Reproduce each of the entries that follow, exactly.

# RECORDS FOR THE TASK
*** Block opens ***
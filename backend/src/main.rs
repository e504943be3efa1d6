//! Inter-store transfer service
//!
//! Plans replenishment of stores from the central warehouse, creates
//! transfer documents and drives them through picking, shipment and
//! receipt.

use axum::{routing::get, Router};
use sqlx::postgres::PgPoolOptions;
use std::{net::SocketAddr, sync::Arc, time::Duration};
use tower_http::{
    compression::CompressionLayer,
    cors::{Any, CorsLayer},
    trace::TraceLayer,
};
use tracing_subscriber::{layer::SubscriberExt, util::SubscriberInitExt};

mod config;
mod error;
mod handlers;
mod middleware;
mod routes;
mod services;

pub use config::Config;

use services::TransferEvents;

/// Application state shared across handlers
#[derive(Clone)]
pub struct AppState {
    pub db: sqlx::PgPool,
    pub config: Arc<Config>,
    pub events: TransferEvents,
}

#[tokio::main]
async fn main() -> anyhow::Result<()> {
    // Initialize tracing
    tracing_subscriber::registry()
        .with(
            tracing_subscriber::EnvFilter::try_from_default_env()
                .unwrap_or_else(|_| "transfer_server=debug,tower_http=debug,sqlx=warn".into()),
        )
        .with(tracing_subscriber::fmt::layer())
        .init();

    // Load configuration
    dotenvy::dotenv().ok();
    let config = config::Config::load()?;

    tracing::info!("Starting transfer server");
    tracing::info!("Environment: {}", config.environment);
    tracing::info!(
        central_warehouse = %config.allocation.central_warehouse,
        deficit_threshold = %config.allocation.deficit_threshold,
        excluded_stores = ?config.allocation.excluded_stores,
        "Allocation settings"
    );

    // Create database connection pool
    tracing::info!("Connecting to database...");
    let db_pool = PgPoolOptions::new()
        .max_connections(config.database.max_connections)
        .min_connections(config.database.min_connections)
        .acquire_timeout(Duration::from_secs(30))
        .connect(&config.database.url)
        .await?;

    tracing::info!("Database connection established");

    // Run migrations in development
    if config.environment == "development" {
        tracing::info!("Running database migrations...");
        sqlx::migrate!("./migrations").run(&db_pool).await?;
        tracing::info!("Migrations completed");
    }

    // Create application state
    let state = AppState {
        db: db_pool,
        events: TransferEvents::new(config.events.channel_capacity),
        config: Arc::new(config.clone()),
    };

    // Build application
    let app = create_app(state);

    // Start server
    let host: std::net::IpAddr = config.server.host.parse()?;
    let addr = SocketAddr::from((host, config.server.port));
    tracing::info!("Listening on {}", addr);

    let listener = tokio::net::TcpListener::bind(addr).await?;
    axum::serve(listener, app).await?;

    Ok(())
}

/// Create the application router with all routes and middleware
fn create_app(state: AppState) -> Router {
    // CORS configuration
    let cors = CorsLayer::new()
        .allow_origin(Any)
        .allow_methods(Any)
        .allow_headers(Any);

    Router::new()
        .route("/", get(root))
        .route("/health", get(handlers::health_check))
        .nest("/api/v1", routes::api_routes(state.clone()))
        .layer(TraceLayer::new_for_http())
        .layer(CompressionLayer::new())
        .layer(cors)
        .with_state(state)
}

/// Root endpoint
async fn root() -> &'static str {
    "Inter-store Transfer API v1"
}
*** Block closes ***
# EXPECTED OUTPUT
filename backend/src/main.rs
repository e504943be3efa1d6
//! Inter-store transfer service
//!
//! Plans replenishment of stores from the central warehouse, creates
//! transfer documents and drives them through picking, shipment and
//! receipt.

use axum::{routing::get, Router};
use sqlx::postgres::PgPoolOptions;
use std::{net::SocketAddr, sync::Arc, time::Duration};
use tower_http::{
    compression::CompressionLayer,
    cors::{Any, CorsLayer},
    trace::TraceLayer,
};
use tracing_subscriber::{layer::SubscriberExt, util::SubscriberInitExt};

mod config;
mod error;
mod handlers;
mod middleware;
mod routes;
mod services;

pub use config::Config;

use services::TransferEvents;

/// Application state shared across handlers
#[derive(Clone)]
pub struct AppState {
    pub db: sqlx::PgPool,
    pub config: Arc<Config>,
    pub events: TransferEvents,
}

#[tokio::main]
async fn main() -> anyhow::Result<()> {
    // Initialize tracing
    tracing_subscriber::registry()
        .with(
            tracing_subscriber::EnvFilter::try_from_default_env()
                .unwrap_or_else(|_| "transfer_server=debug,tower_http=debug,sqlx=warn".into()),
        )
        .with(tracing_subscriber::fmt::layer())
        .init();

    // Load configuration
    dotenvy::dotenv().ok();
    let config = config::Config::load()?;

    tracing::info!("Starting transfer server");
    tracing::info!("Environment: {}", config.environment);
    tracing::info!(
        central_warehouse = %config.allocation.central_warehouse,
        deficit_threshold = %config.allocation.deficit_threshold,
        excluded_stores = ?config.allocation.excluded_stores,
        "Allocation settings"
    );

    // Create database connection pool
    tracing::info!("Connecting to database...");
    let db_pool = PgPoolOptions::new()
        .max_connections(config.database.max_connections)
        .min_connections(config.database.min_connections)
        .acquire_timeout(Duration::from_secs(30))
        .connect(&config.database.url)
        .await?;

    tracing::info!("Database connection established");

    // Run migrations in development
    if config.environment == "development" {
        tracing::info!("Running database migrations...");
        sqlx::migrate!("./migrations").run(&db_pool).await?;
        tracing::info!("Migrations completed");
    }

    // Create application state
    let state = AppState {
        db: db_pool,
        events: TransferEvents::new(config.events.channel_capacity),
        config: Arc::new(config.clone()),
    };

    // Build application
    let app = create_app(state);

    // Start server
    let host: std::net::IpAddr = config.server.host.parse()?;
    let addr = SocketAddr::from((host, config.server.port));
    tracing::info!("Listening on {}", addr);

    let listener = tokio::net::TcpListener::bind(addr).await?;
    axum::serve(listener, app).await?;

    Ok(())
}

/// Create the application router with all routes and middleware
fn create_app(state: AppState) -> Router {
    // CORS configuration
    let cors = CorsLayer::new()
        .allow_origin(Any)
        .allow_methods(Any)
        .allow_headers(Any);

    Router::new()
        .route("/", get(root))
        .route("/health", get(handlers::health_check))
        .nest("/api/v1", routes::api_routes(state.clone()))
        .layer(TraceLayer::new_for_http())
        .layer(CompressionLayer::new())
        .layer(cors)
        .with_state(state)
}

/// Root endpoint
async fn root() -> &'static str {
    "Inter-store Transfer API v1"
}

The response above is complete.